> **ABOUT THIS TASK**:
Looking at the records below, please say how many lines contain the word "program", as a bare number.

> **MATERIAL PROVIDED**:
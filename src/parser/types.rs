//! Shared types for npm manifest parsing.
//!
//! A registry version document (`GET /<name>/<version>`) has the same shape
//! as a package.json, so one model serves both.

use serde::{Deserialize, Serialize};
use std::collections::BTreeMap;
use std::fmt;

/// The subset of a package.json / registry version document we care about.
///
/// # Example
///
/// ```
/// use depscope::parser::types::PackageJson;
///
/// let json = r#"{"name": "my-app", "version": "1.0.0"}"#;
/// let pkg: PackageJson = serde_json::from_str(json).unwrap();
/// assert_eq!(pkg.name, Some("my-app".to_string()));
/// ```
#[derive(Debug, Clone, Serialize, Deserialize, Default)]
pub struct PackageJson {
    /// The name of the package.
    pub name: Option<String>,

    /// The version of the package.
    pub version: Option<String>,

    /// Runtime dependencies. These are the edges of the dependency graph.
    pub dependencies: Option<BTreeMap<String, String>>,

    /// Development-only dependencies.
    #[serde(rename = "devDependencies")]
    pub dev_dependencies: Option<BTreeMap<String, String>>,

    /// Peer dependencies that the host package must provide.
    #[serde(rename = "peerDependencies")]
    pub peer_dependencies: Option<BTreeMap<String, String>>,

    /// Optional dependencies.
    #[serde(rename = "optionalDependencies")]
    pub optional_dependencies: Option<BTreeMap<String, String>>,
}

impl PackageJson {
    /// Number of declared dependencies the graph does not follow
    /// (dev, peer and optional).
    pub fn unfollowed_count(&self) -> usize {
        self.dev_dependencies.as_ref().map_or(0, |d| d.len())
            + self.peer_dependencies.as_ref().map_or(0, |d| d.len())
            + self.optional_dependencies.as_ref().map_or(0, |d| d.len())
    }
}

/// Categorizes the type of dependency relationship.
#[derive(Debug, Clone, Copy, PartialEq, Eq, Hash)]
pub enum DependencyType {
    /// Required at runtime; the only kind the graph follows.
    Production,

    /// Only needed during development.
    Development,

    /// Expected to be provided by the consumer.
    Peer,

    /// Installed if possible, skipped on failure.
    Optional,
}

impl DependencyType {
    /// Returns a short label for the dependency type.
    pub fn label(&self) -> &'static str {
        match self {
            DependencyType::Production => "prod",
            DependencyType::Development => "dev",
            DependencyType::Peer => "peer",
            DependencyType::Optional => "optional",
        }
    }
}

impl fmt::Display for DependencyType {
    fn fmt(&self, f: &mut fmt::Formatter<'_>) -> fmt::Result {
        let s = match self {
            DependencyType::Production => "production",
            DependencyType::Development => "development",
            DependencyType::Peer => "peer",
            DependencyType::Optional => "optional",
        };
        write!(f, "{}", s)
    }
}

/// A single declared dependency with its category.
#[derive(Debug, Clone, PartialEq, Eq)]
pub struct Dependency {
    /// The package name (e.g., "react", "lodash").
    pub name: String,

    /// The version specifier (e.g., "^18.0.0"). Informational only.
    pub version: String,

    /// The category of this dependency.
    pub dep_type: DependencyType,
}

impl Dependency {
    /// Creates a new Dependency instance.
    pub fn new(
        name: impl Into<String>,
        version: impl Into<String>,
        dep_type: DependencyType,
    ) -> Self {
        Self {
            name: name.into(),
            version: version.into(),
            dep_type,
        }
    }
}

impl fmt::Display for Dependency {
    fn fmt(&self, f: &mut fmt::Formatter<'_>) -> fmt::Result {
        write!(f, "{}@{} ({})", self.name, self.version, self.dep_type)
    }
}
//! Comparison against a real package manager's install order.
//!
//! Runs an installer (npm by default) on a scratch project that depends on
//! the analyzed package, extracts the order it reports, and diffs it with
//! the computed load order. This is diagnostic only: any failure on the
//! installer side yields "comparison unavailable" rather than an error.

use serde_json::{json, Map, Value};
use std::collections::BTreeSet;
use std::fs;
use std::io::{self, Read, Write};
use std::process::{Child, Command, ExitStatus, Stdio};
use std::thread;
use std::time::{Duration, Instant};
use tracing::{debug, warn};

/// Default time allowed for `npm install`.
pub const DEFAULT_INSTALL_TIMEOUT: Duration = Duration::from_secs(60);

const POLL_INTERVAL: Duration = Duration::from_millis(50);

/// Reasons the installer side of a comparison can fail.
#[derive(Debug, thiserror::Error)]
pub enum CompareError {
    /// Scratch project setup or process spawning failed.
    #[error("I/O error running installer: {0}")]
    Io(#[from] io::Error),

    /// The installer output was not JSON.
    #[error("Installer output is not valid JSON: {0}")]
    Json(#[from] serde_json::Error),

    /// The installer exited unsuccessfully.
    #[error("Installer exited with {status}: {stderr}")]
    InstallFailed { status: ExitStatus, stderr: String },

    /// The installer did not finish in time and was killed.
    #[error("Installer timed out after {0:?}")]
    Timeout(Duration),
}

/// Something that can report the order a package manager installs in.
pub trait InstallOrderProvider {
    /// Installs `package@version` somewhere disposable and returns the
    /// package names in the order the installer reports them.
    fn install_order(&self, package: &str, version: &str) -> Result<Vec<String>, CompareError>;
}

/// Runs `npm install --json` in a temporary project.
#[derive(Debug, Clone)]
pub struct NpmInstaller {
    program: String,
    args: Vec<String>,
    timeout: Duration,
}

impl Default for NpmInstaller {
    fn default() -> Self {
        Self::new(DEFAULT_INSTALL_TIMEOUT)
    }
}

impl NpmInstaller {
    /// npm with the given timeout.
    pub fn new(timeout: Duration) -> Self {
        Self {
            program: "npm".to_string(),
            args: vec!["install".to_string(), "--json".to_string()],
            timeout,
        }
    }

    /// Replaces the command that is run inside the scratch project.
    pub fn with_command(mut self, program: impl Into<String>, args: &[&str]) -> Self {
        self.program = program.into();
        self.args = args.iter().map(|a| a.to_string()).collect();
        self
    }

    fn wait_with_timeout(&self, child: &mut Child) -> Result<ExitStatus, CompareError> {
        let started = Instant::now();
        loop {
            if let Some(status) = child.try_wait()? {
                return Ok(status);
            }
            if started.elapsed() >= self.timeout {
                // Best effort: the process may already be gone.
                let _ = child.kill();
                let _ = child.wait();
                return Err(CompareError::Timeout(self.timeout));
            }
            thread::sleep(POLL_INTERVAL);
        }
    }
}

fn drain<R: Read + Send + 'static>(pipe: Option<R>) -> thread::JoinHandle<String> {
    thread::spawn(move || {
        let mut buf = String::new();
        if let Some(mut pipe) = pipe {
            let _ = pipe.read_to_string(&mut buf);
        }
        buf
    })
}

impl InstallOrderProvider for NpmInstaller {
    fn install_order(&self, package: &str, version: &str) -> Result<Vec<String>, CompareError> {
        let project = tempfile::tempdir()?;

        let mut deps = Map::new();
        deps.insert(package.to_string(), Value::String(version.to_string()));
        let manifest = json!({
            "name": "depscope-comparison",
            "version": "1.0.0",
            "private": true,
            "dependencies": Value::Object(deps),
        });
        fs::write(
            project.path().join("package.json"),
            serde_json::to_string_pretty(&manifest)?,
        )?;

        debug!(program = %self.program, args = ?self.args, dir = %project.path().display(), "Running installer");
        let mut child = Command::new(&self.program)
            .args(&self.args)
            .current_dir(project.path())
            .stdin(Stdio::null())
            .stdout(Stdio::piped())
            .stderr(Stdio::piped())
            .spawn()?;

        // Drain both pipes while waiting so a chatty installer cannot block.
        let stdout = drain(child.stdout.take());
        let stderr = drain(child.stderr.take());

        let status = self.wait_with_timeout(&mut child)?;
        let stdout = stdout.join().unwrap_or_default();
        let stderr = stderr.join().unwrap_or_default();

        if !status.success() {
            return Err(CompareError::InstallFailed {
                status,
                stderr: stderr.trim().to_string(),
            });
        }

        let output: Value = serde_json::from_str(&stdout)?;
        Ok(extract_install_order(&output))
    }
}

/// Flattens the nested `dependencies` tree of installer JSON output into an
/// order: pre-order, first appearance wins.
///
/// # Example
///
/// ```
/// use depscope::compare::extract_install_order;
/// use serde_json::json;
///
/// let output = json!({
///     "dependencies": {
///         "express": {"dependencies": {"accepts": {}, "body-parser": {}}},
///         "accepts": {}
///     }
/// });
/// assert_eq!(extract_install_order(&output), vec!["accepts", "express", "body-parser"]);
/// ```
pub fn extract_install_order(output: &Value) -> Vec<String> {
    fn walk(deps: &Map<String, Value>, order: &mut Vec<String>, seen: &mut BTreeSet<String>) {
        for (name, info) in deps {
            if seen.insert(name.clone()) {
                order.push(name.clone());
            }
            if let Some(nested) = info.get("dependencies").and_then(Value::as_object) {
                walk(nested, order, seen);
            }
        }
    }

    let mut order = Vec::new();
    let mut seen = BTreeSet::new();
    if let Some(deps) = output.get("dependencies").and_then(Value::as_object) {
        walk(deps, &mut order, &mut seen);
    }
    order
}

/// Result of diffing the computed load order against an installer's order.
#[derive(Debug, Clone, PartialEq, Eq)]
pub struct OrderComparison {
    /// Packages present in both orders
    pub common: BTreeSet<String>,
    /// Packages only in the computed order
    pub only_ours: BTreeSet<String>,
    /// Packages only in the installer's order
    pub only_theirs: BTreeSet<String>,
    /// Whether both sequences are identical
    pub order_matches: bool,
    /// Length of the computed order
    pub our_len: usize,
    /// Length of the installer's order
    pub their_len: usize,
}

/// Well-known reasons the two orders differ.
pub const DIFFERENCE_REASONS: [&str; 5] = [
    "npm also installs peerDependencies and optionalDependencies",
    "npm resolves semantic version ranges; this graph follows the latest version of every package",
    "npm deduplicates and hoists repeated dependencies",
    "this graph is ordered with a plain depth-first topological sort",
    "npm honours package-lock.json and what is already in node_modules",
];

/// Diffs two package orders.
///
/// # Example
///
/// ```
/// use depscope::compare::compare_orders;
///
/// let ours = vec!["c".to_string(), "b".to_string(), "a".to_string()];
/// let theirs = vec!["a".to_string(), "b".to_string(), "d".to_string()];
///
/// let diff = compare_orders(&ours, &theirs);
/// assert_eq!(diff.common.len(), 2);
/// assert!(diff.only_ours.contains("c"));
/// assert!(diff.only_theirs.contains("d"));
/// assert!(!diff.order_matches);
/// ```
pub fn compare_orders(ours: &[String], theirs: &[String]) -> OrderComparison {
    let our_set: BTreeSet<String> = ours.iter().cloned().collect();
    let their_set: BTreeSet<String> = theirs.iter().cloned().collect();

    OrderComparison {
        common: our_set.intersection(&their_set).cloned().collect(),
        only_ours: our_set.difference(&their_set).cloned().collect(),
        only_theirs: their_set.difference(&our_set).cloned().collect(),
        order_matches: ours == theirs,
        our_len: ours.len(),
        their_len: theirs.len(),
    }
}

impl OrderComparison {
    /// Writes a human-readable summary, including likely reasons when the
    /// orders differ.
    pub fn write_summary<W: Write>(&self, writer: &mut W) -> io::Result<()> {
        writeln!(writer, "Our load order: {} packages", self.our_len)?;
        writeln!(writer, "npm install order: {} packages", self.their_len)?;
        writeln!(writer)?;
        writeln!(writer, "Common packages: {}", self.common.len())?;
        writeln!(writer, "Only in our order: {}", self.only_ours.len())?;
        writeln!(writer, "Only in npm order: {}", self.only_theirs.len())?;
        writeln!(writer)?;

        if self.order_matches {
            writeln!(writer, "Orders match exactly.")?;
            return Ok(());
        }

        writeln!(writer, "Orders differ.")?;
        if !self.only_ours.is_empty() {
            writeln!(writer, "Packages only in our order: {}", join(&self.only_ours))?;
        }
        if !self.only_theirs.is_empty() {
            writeln!(writer, "Packages only in npm order: {}", join(&self.only_theirs))?;
        }

        writeln!(writer)?;
        writeln!(writer, "Possible reasons:")?;
        for (i, reason) in DIFFERENCE_REASONS.iter().enumerate() {
            writeln!(writer, "{}. {}", i + 1, reason)?;
        }
        Ok(())
    }
}

fn join(names: &BTreeSet<String>) -> String {
    names.iter().map(String::as_str).collect::<Vec<_>>().join(", ")
}

/// Runs a provider and diffs its order with ours.
pub struct Comparator<P> {
    provider: P,
}

impl<P: InstallOrderProvider> Comparator<P> {
    /// Wraps an install-order provider.
    pub fn new(provider: P) -> Self {
        Self { provider }
    }

    /// Returns `None` when the provider fails; the failure is logged.
    pub fn compare(
        &self,
        package: &str,
        version: &str,
        our_order: &[String],
    ) -> Option<OrderComparison> {
        match self.provider.install_order(package, version) {
            Ok(theirs) => Some(compare_orders(our_order, &theirs)),
            Err(e) => {
                warn!(package, error = %e, "Comparison unavailable");
                None
            }
        }
    }
}

#[cfg(test)]
mod tests {
    use super::*;

    fn strings(names: &[&str]) -> Vec<String> {
        names.iter().map(|s| s.to_string()).collect()
    }

    struct FixedOrder(Vec<String>);

    impl InstallOrderProvider for FixedOrder {
        fn install_order(&self, _: &str, _: &str) -> Result<Vec<String>, CompareError> {
            Ok(self.0.clone())
        }
    }

    struct Broken;

    impl InstallOrderProvider for Broken {
        fn install_order(&self, _: &str, _: &str) -> Result<Vec<String>, CompareError> {
            Err(CompareError::Timeout(Duration::from_secs(60)))
        }
    }

    #[test]
    fn test_compare_orders_identical() {
        let order = strings(&["c", "b", "a"]);
        let diff = compare_orders(&order, &order);

        assert!(diff.order_matches);
        assert_eq!(diff.common.len(), 3);
        assert!(diff.only_ours.is_empty());
        assert!(diff.only_theirs.is_empty());
    }

    #[test]
    fn test_compare_orders_same_set_different_sequence() {
        let diff = compare_orders(&strings(&["c", "b", "a"]), &strings(&["a", "b", "c"]));

        assert!(!diff.order_matches);
        assert_eq!(diff.common.len(), 3);
        assert!(diff.only_ours.is_empty());
    }

    #[test]
    fn test_compare_orders_empty_theirs() {
        let diff = compare_orders(&strings(&["a"]), &[]);

        assert_eq!(diff.their_len, 0);
        assert_eq!(diff.only_ours.len(), 1);
        assert!(!diff.order_matches);
    }

    #[test]
    fn test_extract_install_order_nested_dedup() {
        let output = json!({
            "dependencies": {
                "a": {"version": "1.0.0", "dependencies": {"b": {"dependencies": {"c": {}}}}},
                "b": {"version": "2.0.0"},
                "d": {}
            }
        });

        assert_eq!(extract_install_order(&output), strings(&["a", "b", "c", "d"]));
    }

    #[test]
    fn test_extract_install_order_without_dependencies() {
        assert!(extract_install_order(&json!({"added": 3})).is_empty());
        assert!(extract_install_order(&json!([1, 2])).is_empty());
    }

    #[test]
    fn test_comparator_success_and_unavailable() {
        let ours = strings(&["b", "a"]);

        let diff = Comparator::new(FixedOrder(strings(&["b", "a"])))
            .compare("a", "latest", &ours)
            .unwrap();
        assert!(diff.order_matches);

        assert!(Comparator::new(Broken).compare("a", "latest", &ours).is_none());
    }

    #[test]
    fn test_write_summary_lists_reasons_on_mismatch() {
        let diff = compare_orders(&strings(&["x", "a"]), &strings(&["a", "y"]));
        let mut out = Vec::new();
        diff.write_summary(&mut out).unwrap();
        let text = String::from_utf8(out).unwrap();

        assert!(text.contains("Orders differ."));
        assert!(text.contains("Packages only in our order: x"));
        assert!(text.contains("Packages only in npm order: y"));
        assert!(text.contains("Possible reasons:"));
    }

    #[test]
    fn test_write_summary_match() {
        let diff = compare_orders(&strings(&["a"]), &strings(&["a"]));
        let mut out = Vec::new();
        diff.write_summary(&mut out).unwrap();

        let text = String::from_utf8(out).unwrap();
        assert!(text.contains("Orders match exactly."));
        assert!(!text.contains("Possible reasons"));
    }

    #[test]
    fn test_missing_installer_is_io_error() {
        let installer = NpmInstaller::new(Duration::from_secs(5))
            .with_command("depscope-no-such-installer", &[]);

        let err = installer.install_order("left-pad", "latest").unwrap_err();
        assert!(matches!(err, CompareError::Io(_)));
    }

    #[cfg(unix)]
    #[test]
    fn test_installer_json_output() {
        let installer = NpmInstaller::new(Duration::from_secs(10)).with_command(
            "sh",
            &[
                "-c",
                r#"test -f package.json && echo '{"dependencies": {"a": {"dependencies": {"b": {}}}}}'"#,
            ],
        );

        let order = installer.install_order("a", "latest").unwrap();
        assert_eq!(order, strings(&["a", "b"]));
    }

    #[cfg(unix)]
    #[test]
    fn test_installer_failure_exit_code() {
        let installer = NpmInstaller::new(Duration::from_secs(10))
            .with_command("sh", &["-c", "echo boom >&2; exit 3"]);

        match installer.install_order("a", "latest").unwrap_err() {
            CompareError::InstallFailed { status, stderr } => {
                assert_eq!(status.code(), Some(3));
                assert_eq!(stderr, "boom");
            }
            other => panic!("unexpected error: {other}"),
        }
    }

    #[cfg(unix)]
    #[test]
    fn test_installer_timeout() {
        let installer = NpmInstaller::new(Duration::from_millis(200))
            .with_command("sh", &["-c", "sleep 5"]);

        let err = installer.install_order("a", "latest").unwrap_err();
        assert!(matches!(err, CompareError::Timeout(_)));
    }
}
//! Metadata sources for dependency resolution.
//!
//! A [`MetadataSource`] answers one question: given a package name and a
//! version token, what are its direct dependencies? The traversal in
//! [`crate::graph`] only ever talks to this trait, so the live registry and
//! the offline fixture are interchangeable and picked once at startup.
//!
//! # Sources
//!
//! - [`NpmRegistry`] - live npm registry over HTTP
//! - [`NuGetRegistry`] - live NuGet flat container, reading `.nuspec` files out of `.nupkg` archives
//! - [`FixtureRepository`] - flat-file `NAME: DEP1, DEP2` fixture for offline runs
//!
//! # Example
//!
//! ```
//! use depscope::source::{FixtureRepository, MetadataSource};
//!
//! let repo = FixtureRepository::parse_str("app: lodash, react\nreact:").unwrap();
//! let deps = repo.fetch_dependencies("app", "latest").unwrap();
//! assert_eq!(deps.keys().collect::<Vec<_>>(), vec!["lodash", "react"]);
//! ```

pub mod fixture;
pub mod npm;
pub mod nuget;

use std::collections::BTreeMap;
use std::fmt;
use std::time::{Duration, Instant};

use reqwest::blocking::{Client, Response};
use reqwest::StatusCode;
use serde::{Deserialize, Serialize};

pub use fixture::{load_fixture_graph, FixtureParseError, FixtureRepository};
pub use npm::{NpmRegistry, DEFAULT_REGISTRY_URL};
pub use nuget::{NuGetRegistry, DEFAULT_NUGET_URL};

/// Direct dependencies of one package: name -> version string.
///
/// The version is informational only; graph identity is the name. A
/// `BTreeMap` keeps iteration sorted so traversal order is deterministic.
pub type DirectDependencies = BTreeMap<String, String>;

/// Errors a metadata source can report for a single package.
///
/// None of these abort a traversal: the node being expanded is treated as
/// having no dependencies and the walk moves on.
#[derive(Debug, thiserror::Error)]
pub enum FetchError {
    /// The package (or requested version) does not exist in the source.
    #[error("Package not found: {package}@{version}")]
    NotFound { package: String, version: String },

    /// Transport-level failure talking to the source.
    #[error("Network error fetching {package}: {message}")]
    Network { package: String, message: String },

    /// The source answered but the metadata could not be decoded.
    #[error("Failed to parse metadata for {package}: {message}")]
    Parse { package: String, message: String },

    /// The fetch did not finish in time.
    #[error("Timed out after {elapsed:?} fetching {package}")]
    Timeout { package: String, elapsed: Duration },
}

impl FetchError {
    /// The package this error was reported for.
    pub fn package(&self) -> &str {
        match self {
            Self::NotFound { package, .. }
            | Self::Network { package, .. }
            | Self::Parse { package, .. }
            | Self::Timeout { package, .. } => package,
        }
    }
}

/// Which live registry a run talks to.
#[derive(Debug, Clone, Copy, Default, PartialEq, Eq, Serialize, Deserialize)]
#[serde(rename_all = "lowercase")]
pub enum RegistryKind {
    #[default]
    Npm,
    Nuget,
}

impl RegistryKind {
    /// Base URL used when the configuration does not name one.
    pub fn default_url(self) -> &'static str {
        match self {
            Self::Npm => DEFAULT_REGISTRY_URL,
            Self::Nuget => DEFAULT_NUGET_URL,
        }
    }
}

impl fmt::Display for RegistryKind {
    fn fmt(&self, f: &mut fmt::Formatter<'_>) -> fmt::Result {
        match self {
            Self::Npm => write!(f, "npm"),
            Self::Nuget => write!(f, "nuget"),
        }
    }
}

/// Sends a GET and maps transport failures and non-success statuses onto
/// [`FetchError`]. A 404 means the package or version does not exist.
pub(crate) fn get_checked(
    client: &Client,
    url: &str,
    package: &str,
    version: &str,
    timeout: Duration,
) -> Result<Response, FetchError> {
    let started = Instant::now();
    let response = client.get(url).send().map_err(|e| {
        if e.is_timeout() {
            FetchError::Timeout {
                package: package.to_string(),
                elapsed: started.elapsed().min(timeout),
            }
        } else {
            FetchError::Network {
                package: package.to_string(),
                message: e.to_string(),
            }
        }
    })?;

    let status = response.status();
    if status == StatusCode::NOT_FOUND {
        return Err(FetchError::NotFound {
            package: package.to_string(),
            version: version.to_string(),
        });
    }
    if !status.is_success() {
        return Err(FetchError::Network {
            package: package.to_string(),
            message: format!("registry responded with HTTP {}", status),
        });
    }
    Ok(response)
}

/// A place direct dependencies can be looked up from.
pub trait MetadataSource {
    /// Fetches the direct dependencies of `package` at `version`.
    fn fetch_dependencies(
        &self,
        package: &str,
        version: &str,
    ) -> Result<DirectDependencies, FetchError>;
}

impl<S: MetadataSource + ?Sized> MetadataSource for &S {
    fn fetch_dependencies(
        &self,
        package: &str,
        version: &str,
    ) -> Result<DirectDependencies, FetchError> {
        (**self).fetch_dependencies(package, version)
    }
}

impl<S: MetadataSource + ?Sized> MetadataSource for Box<S> {
    fn fetch_dependencies(
        &self,
        package: &str,
        version: &str,
    ) -> Result<DirectDependencies, FetchError> {
        (**self).fetch_dependencies(package, version)
    }
}
//! depscope - transitive dependency graph builder
//!
//! Walks a package's dependencies to a bounded depth through a pluggable
//! metadata source (the npm or NuGet registry, or an offline fixture), then
//! answers questions about the resulting graph: does it contain cycles, and
//! in what order can its packages be loaded.

pub mod compare;
pub mod config;
pub mod export;
pub mod graph;
pub mod parser;
pub mod source;
pub mod ui;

> **ANSWER TO THIS PROBLEM**:
6